Naming the waves

A reader has been asking me about the second and third waves of feminism, and my energetic agreement with Meghan Murphy’s rebuke of knee-jerk disdain for the second wave. The reader was wondering about my insistence that the third wave did not invent intersectionality, because he had read in many places that it had – that is, that 2 wave just didn’t know from intersectionality until 3 wave came along.

Nope. 2 wave was aware of the issue of being too white and middle class all along. There were huge arguments and splits over the issue all along. There were huge arguments over lesbians’ place in the movement all along.

That’s not to say that 2 wave was brilliant at it or that it got nothing wrong, it’s just to say that it wasn’t clueless about it, and it didn’t have to wait for 1980 or 2010 to realize that race and class matter. (It was a bit slow on the sexual orientation part – it was weirdly squicked by lesbians.)

So this primer on intersectionality from Routledge seems off the mark to me.

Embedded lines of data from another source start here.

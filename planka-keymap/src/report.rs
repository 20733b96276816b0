//! Boot keyboard reports built from the event stream.

use log::debug;

use crate::keycode::{Keycode, Mods};
use crate::process::{EventSink, HidEvent};

/// Standard USB HID keyboard report (8 bytes).
/// Byte 0: modifier keys bitmask
/// Byte 1: reserved (0x00)
/// Bytes 2-7: up to 6 simultaneous keycodes
#[derive(Clone, Copy, Debug, PartialEq, Eq)]
pub struct KeyboardReport {
    pub modifiers: u8,
    pub reserved: u8,
    pub keys: [u8; 6],
}

impl KeyboardReport {
    pub const fn empty() -> Self {
        Self {
            modifiers: 0,
            reserved: 0,
            keys: [0; 6],
        }
    }

    pub fn as_bytes(&self) -> [u8; 8] {
        let [k0, k1, k2, k3, k4, k5] = self.keys;
        [self.modifiers, self.reserved, k0, k1, k2, k3, k4, k5]
    }
}

impl Default for KeyboardReport {
    fn default() -> Self {
        Self::empty()
    }
}

/// Keeps the current report up to date as events come in.
///
/// Modifiers are reference counted per bit, so a modifier pressed by two
/// sources (a `ModsKey` and a plain `LShift`, say) stays down until both
/// are released. Key slots are counted the same way, so a keycode mapped
/// to two positions stays in the report while either is held. Keys beyond
/// six are dropped; usages outside the keyboard
/// page (media, power) have no place in a boot report and are ignored.
#[derive(Clone, Debug, Default)]
pub struct ReportBuilder {
    keys: [u8; 6],
    holds: [u8; 6],
    mods: [u8; 8],
}

impl ReportBuilder {
    pub const fn new() -> Self {
        Self {
            keys: [0; 6],
            holds: [0; 6],
            mods: [0; 8],
        }
    }

    pub fn report(&self) -> KeyboardReport {
        let mut modifiers = 0;
        for (bit, count) in self.mods.iter().enumerate() {
            if *count > 0 {
                modifiers |= 1 << bit;
            }
        }
        KeyboardReport {
            modifiers,
            reserved: 0,
            keys: self.keys,
        }
    }

    fn mods_down(&mut self, mods: Mods) {
        for (bit, count) in self.mods.iter_mut().enumerate() {
            if mods.bits() & (1 << bit) != 0 {
                *count = count.saturating_add(1);
            }
        }
    }

    fn mods_up(&mut self, mods: Mods) {
        for (bit, count) in self.mods.iter_mut().enumerate() {
            if mods.bits() & (1 << bit) != 0 {
                *count = count.saturating_sub(1);
            }
        }
    }

    fn key_down(&mut self, kc: Keycode) {
        if kc.is_modifier() {
            self.mods_down(kc.modifier_bit());
            return;
        }
        if !kc.is_keyboard() {
            debug!("{:?} is not a keyboard usage", kc);
            return;
        }
        let code = kc as u8;
        if let Some(slot) = self.keys.iter().position(|&key| key == code) {
            self.holds[slot] = self.holds[slot].saturating_add(1);
            return;
        }
        match self.keys.iter().position(|&key| key == 0) {
            Some(slot) => {
                self.keys[slot] = code;
                self.holds[slot] = 1;
            }
            None => debug!("report full, dropping {:?}", kc),
        }
    }

    fn key_up(&mut self, kc: Keycode) {
        if kc.is_modifier() {
            self.mods_up(kc.modifier_bit());
            return;
        }
        let code = kc as u8;
        if let Some(slot) = self.keys.iter().position(|&key| key == code) {
            self.holds[slot] = self.holds[slot].saturating_sub(1);
            if self.holds[slot] == 0 {
                self.keys[slot] = 0;
            }
        }
    }
}

impl EventSink for ReportBuilder {
    fn emit(&mut self, event: HidEvent) {
        match event {
            HidEvent::KeyDown(kc) => self.key_down(kc),
            HidEvent::KeyUp(kc) => self.key_up(kc),
            HidEvent::ModsDown(mods) => self.mods_down(mods),
            HidEvent::ModsUp(mods) => self.mods_up(mods),
        }
    }
}
//! Interpolation between two colors of the same kind.

use crate::color::ColorSpec;

/// An iterator over the intermediate colors of a transition. Frame `i` of `N` moves every channel
/// `floor(delta * i / N)` away from the starting color, so the final frame always lands on the
/// target exactly.
#[derive(Debug, Clone)]
pub struct Frames {
  /// The color the transition starts from; never emitted itself.
  from: ColorSpec,

  /// The color of the final frame.
  to: ColorSpec,

  /// The index of the next frame to emit, starting at 1.
  next: i64,

  /// Total number of frames.
  total: i64,
}

impl Frames {
  /// The number of frames this transition produces in total.
  pub fn total(&self) -> usize {
    usize::try_from(self.total).unwrap_or_default()
  }
}

/// Builds the frames of a transition lasting `duration` seconds at `sample_rate` frames per
/// second. Returns `None` when the colors are of different kinds; those can only be switched
/// instantly.
///
/// The frame count is `trunc(sample_rate * duration)`. When that is zero or negative the
/// transition is empty and nothing should be written.
pub fn frames(from: ColorSpec, to: ColorSpec, duration: f64, sample_rate: u32) -> Option<Frames> {
  if from.kind() != to.kind() {
    return None;
  }

  let samples = (f64::from(sample_rate) * duration).trunc();
  // Non-finite or absurd durations degrade to an empty transition.
  let total = if samples.is_finite() && samples > 0.0 {
    samples.min(f64::from(u32::MAX)) as i64
  } else {
    0
  };

  Some(Frames {
    from,
    to,
    next: 1,
    total,
  })
}

/// The value of a single channel at frame `index` of `total`.
fn step(from: u8, to: u8, index: i64, total: i64) -> u8 {
  let delta = i64::from(to) - i64::from(from);
  let value = i64::from(from) + (delta * index).div_euclid(total);
  u8::try_from(value).unwrap_or(to)
}

impl Iterator for Frames {
  type Item = ColorSpec;

  fn next(&mut self) -> Option<Self::Item> {
    if self.next > self.total {
      return None;
    }

    let (index, total) = (self.next, self.total);
    self.next += 1;

    let frame = match (self.from, self.to) {
      (
        ColorSpec::Static { red, green, blue },
        ColorSpec::Static {
          red: to_red,
          green: to_green,
          blue: to_blue,
        },
      ) => ColorSpec::Static {
        red: step(red, to_red, index, total),
        green: step(green, to_green, index, total),
        blue: step(blue, to_blue, index, total),
      },
      (ColorSpec::Rainbow { phase }, ColorSpec::Rainbow { phase: to_phase }) => ColorSpec::Rainbow {
        phase: step(phase, to_phase, index, total),
      },
      // Construction guarantees matching kinds.
      _ => return None,
    };

    Some(frame)
  }

  fn size_hint(&self) -> (usize, Option<usize>) {
    let remaining = usize::try_from(self.total - self.next + 1).unwrap_or_default();
    (remaining, Some(remaining))
  }
}

impl ExactSizeIterator for Frames {}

Second-wave feminism is associated with the women’s liberation movements of the 1960s and 1970s. While seeing themselves as inheritors of the politics of the first wave which focused primarily on legal obstacles to women’s rights, second-wave feminists began concentrating on less “official” barriers to gender equality, addressing issues like sexuality, reproductive rights, women’s roles and labor in the home, and patriarchal culture. Finally, what is called third-wave feminism is generally associated with feminist politics and movements that began in the 1980s and continue on to today. Third-wave feminism emerged out of a critique of the politics of the second wave, as many feminists felt that earlier generations had over-generalized the experiences of white, middle-class, heterosexual women and ignored (and even suppressed) the viewpoints of women of color, the poor, gay, lesbian, and transgender people, and women from the non-Western world. Third-wave feminists have critiqued essential or universal notions of womanhood, and focus on issues of racism, homophobia, and Eurocentrism as part of their feminist agenda.

Ennnnnnnh…yes and no. Yes some 2 wavers ignored all those viewpoints, but not all did, and the issue was much discussed. These things are cumulative, so feminism does a better job of it now, but there’s no reason to assume that 2 wave feminists just suddenly froze solid in 1980 while everyone else progressed. Guess what: 2 wave feminists are part of 3 wave feminism, too. There was no break in between. There was a break of sorts between 1 and 2, but not between 2 and 3. Feminism never went underground between 2 and 3 the way it did during the 30s and 40s and 50s, so 2 and 3 are basically the same movement.

Feminist social theory has influenced and been influenced by the agendas and struggles of each of these waves. “First-wave” theorists like Mary Wollstonecraft and Susan B. Anthony were influential for their focus on how women’s lack of legal rights contributed to their social demotion, exclusion, and suffering. “Second-wave” theorists like Betty Friedan and Andrea Dworkin were prominent for their focus on women’s sexuality, reproduction, and the social consequences of living in a patriarchal culture. And “third-wave” theorists like Judith Butler and Gayatri Spivak are significant for critiquing the idea of a universal experience of womanhood and drawing attention to the sexually, economically, and racially excluded.

If you’re lumping Betty Friedan and Andrea Dworkin together as essentially similar theorists, you’re doing something wrong.